Opened 7 years ago
#4877 new enhancement
Optionally prune all the equations in a model that are not needed to compute the outputs
Reported by: | Francesco Casella | Owned by: | Willi Braun |
---|---|---|---|
Priority: | high | Milestone: | Future |
Component: | Backend | Version: | |
Keywords: | Cc: |
Description
In 2011, together with PhD student Vincenzo Manzoni, I proposed a method to prune the dependency graph of the equations in a Modelica model to only keep those equations that are strictly necessary to compute the top-level outputs of a model, see paper Minimal Equation Sets for Output Computation in Object-Oriented Models.
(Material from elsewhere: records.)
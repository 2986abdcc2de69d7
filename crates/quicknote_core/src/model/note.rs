//! Note domain model.
//!
//! # Responsibility
//! - Define the canonical persisted note record.
//! - Provide lifecycle helpers for edit and star semantics.
//!
//! # Invariants
//! - `id` and `created_at` never change after creation.
//! - `updated_at` never moves backwards and is untouched by star toggles.
//! - Wire fields are camelCase with RFC 3339 timestamps.

use chrono::{DateTime, Utc};
use serde::{Deserialize, Serialize};
use std::error::Error;
use std::fmt::{Display, Formatter};
use std::str::FromStr;
use uuid::Uuid;

/// Title shown for notes whose title is empty.
pub const UNTITLED: &str = "Untitled";

/// Opaque note identifier.
///
/// New ids are random v4 UUIDs, but any string is accepted on load so that
/// collections written by older clients keep their identities.
#[derive(Debug, Clone, PartialEq, Eq, Hash, PartialOrd, Ord, Serialize, Deserialize)]
#[serde(transparent)]
pub struct NoteId(String);

impl NoteId {
    /// Allocates a fresh random identifier.
    pub fn generate() -> Self {
        Self(Uuid::new_v4().to_string())
    }

    pub fn as_str(&self) -> &str {
        self.0.as_str()
    }
}

impl Display for NoteId {
    fn fmt(&self, f: &mut Formatter<'_>) -> std::fmt::Result {
        f.write_str(&self.0)
    }
}

impl From<&str> for NoteId {
    fn from(value: &str) -> Self {
        Self(value.to_string())
    }
}

impl From<String> for NoteId {
    fn from(value: String) -> Self {
        Self(value)
    }
}

/// Validation failures for note content.
#[derive(Debug, Clone, Copy, PartialEq, Eq)]
pub enum NoteValidationError {
    /// Title and content are both empty after trimming.
    BlankNote,
}

impl Display for NoteValidationError {
    fn fmt(&self, f: &mut Formatter<'_>) -> std::fmt::Result {
        match self {
            Self::BlankNote => write!(f, "note title and content cannot both be blank"),
        }
    }
}

impl Error for NoteValidationError {}

/// Checks that at least one of title/content has non-whitespace text.
pub fn validate_text(title: &str, content: &str) -> Result<(), NoteValidationError> {
    if title.trim().is_empty() && content.trim().is_empty() {
        return Err(NoteValidationError::BlankNote);
    }
    Ok(())
}

/// Persisted note record.
#[derive(Debug, Clone, PartialEq, Eq, Serialize, Deserialize)]
#[serde(rename_all = "camelCase")]
pub struct Note {
    pub id: NoteId,
    pub title: String,
    pub content: String,
    #[serde(default)]
    pub starred: bool,
    pub created_at: DateTime<Utc>,
    pub updated_at: DateTime<Utc>,
}

impl Note {
    /// Creates an unstarred note stamped with `now`.
    ///
    /// # Errors
    /// - Returns `BlankNote` when title and content are both blank.
    pub fn new(
        id: NoteId,
        title: impl Into<String>,
        content: impl Into<String>,
        now: DateTime<Utc>,
    ) -> Result<Self, NoteValidationError> {
        let title = title.into();
        let content = content.into();
        validate_text(&title, &content)?;
        Ok(Self {
            id,
            title,
            content,
            starred: false,
            created_at: now,
            updated_at: now,
        })
    }

    /// Replaces title and content and refreshes `updated_at`.
    ///
    /// `updated_at` is clamped so that a clock running backwards cannot make
    /// an edit look older than the previous one.
    pub fn apply_edit(&mut self, title: String, content: String, now: DateTime<Utc>) {
        self.title = title;
        self.content = content;
        self.updated_at = now.max(self.updated_at);
    }

    /// Flips the star flag. Timestamps are left alone.
    pub fn toggle_star(&mut self) {
        self.starred = !self.starred;
    }

    /// Title for display; falls back to [`UNTITLED`].
    pub fn display_title(&self) -> &str {
        if self.title.is_empty() {
            UNTITLED
        } else {
            self.title.as_str()
        }
    }
}

/// View filter applied on top of the search term.
#[derive(Debug, Clone, Copy, Default, PartialEq, Eq, Hash)]
pub enum NoteFilter {
    #[default]
    All,
    /// Notes updated within the last 24 hours.
    Recent,
    Starred,
}

impl NoteFilter {
    pub fn as_str(self) -> &'static str {
        match self {
            Self::All => "all",
            Self::Recent => "recent",
            Self::Starred => "starred",
        }
    }
}

impl Display for NoteFilter {
    fn fmt(&self, f: &mut Formatter<'_>) -> std::fmt::Result {
        f.write_str(self.as_str())
    }
}

#[derive(Debug, Clone, PartialEq, Eq)]
pub struct ParseFilterError(String);

impl Display for ParseFilterError {
    fn fmt(&self, f: &mut Formatter<'_>) -> std::fmt::Result {
        write!(
            f,
            "unsupported filter `{}`; expected all|recent|starred",
            self.0
        )
    }
}

impl Error for ParseFilterError {}

impl FromStr for NoteFilter {
    type Err = ParseFilterError;

    fn from_str(value: &str) -> Result<Self, Self::Err> {
        match value.trim().to_ascii_lowercase().as_str() {
            "all" => Ok(Self::All),
            "recent" => Ok(Self::Recent),
            "starred" => Ok(Self::Starred),
            other => Err(ParseFilterError(other.to_string())),
        }
    }
}

/// Editor form fields bound to the create/edit UI.
#[derive(Debug, Clone, Default, PartialEq, Eq)]
pub struct Draft {
    pub title: String,
    pub content: String,
}

impl Draft {
    pub fn is_blank(&self) -> bool {
        validate_text(&self.title, &self.content).is_err()
    }

    pub fn clear(&mut self) {
        self.title.clear();
        self.content.clear();
    }
}

#[cfg(test)]
mod tests {
    use super::{Note, NoteFilter, NoteId, NoteValidationError};
    use chrono::{Duration, TimeZone, Utc};

    #[test]
    fn new_rejects_whitespace_only_text() {
        let now = Utc::now();
        let err = Note::new(NoteId::generate(), "   ", "\n\t", now).unwrap_err();
        assert_eq!(err, NoteValidationError::BlankNote);
    }

    #[test]
    fn apply_edit_never_moves_updated_at_backwards() {
        let created = Utc.with_ymd_and_hms(2026, 3, 1, 12, 0, 0).unwrap();
        let mut note = Note::new(NoteId::generate(), "t", "c", created).unwrap();

        note.apply_edit("t2".into(), "c2".into(), created - Duration::minutes(5));
        assert_eq!(note.updated_at, created);
        assert_eq!(note.title, "t2");
    }

    #[test]
    fn filter_parses_case_insensitively() {
        assert_eq!("Starred".parse::<NoteFilter>().unwrap(), NoteFilter::Starred);
        assert_eq!(" recent ".parse::<NoteFilter>().unwrap(), NoteFilter::Recent);
        assert!("pinned".parse::<NoteFilter>().is_err());
    }

    #[test]
    fn display_title_falls_back_for_empty_title() {
        let note = Note::new(NoteId::generate(), "", "body", Utc::now()).unwrap();
        assert_eq!(note.display_title(), "Untitled");
    }
}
This could be very useful in a number of cases:
- to speed up the computation of models in FMUs, by eliminating the computation of equations that may be included in the model for monitoring purposes, but that are not required to compute the output
- to get simplified models very cheap, e.g., if you build a planar MultiBody system models, only put the motion on the plane as output, and evaluate the parameters, it could automatically remove all the equations for decoupled out-of-plane dynamics without the need of explicitly using different models for that purpose. This is particularly useful for systems that have some planar parts, and some full 3D motion mixed up.
- to automatically remove the computation of unneded thermodynamical properties in thermofluid models with equation-based fluid models
Unfortunately, as far as I understand, nobody has ever tried to implement this in a Modelica tool - at the time, we only tried it out manually on toy models. For me, it would be particularly interesting to see how much this method can help in real-life cases. In fact, it could turn out that in some cases of industrial relevance, you can get a significant speed-up, at practically zero cost for the modeller, as it would only be necessary to declare the top-level interesting outputs.
From what I understand of the development in PR #2349, implementing this additional feature should be rather straightforward, because all the required data structures and graph-analysis algorithms are already there. In a nutshell, it is only necessary to build the dependency graph from the outputs, adding the implicit dependency between each state variable and its corresponding derivative to the explicit dependencies in equations.
Are you interested in this development?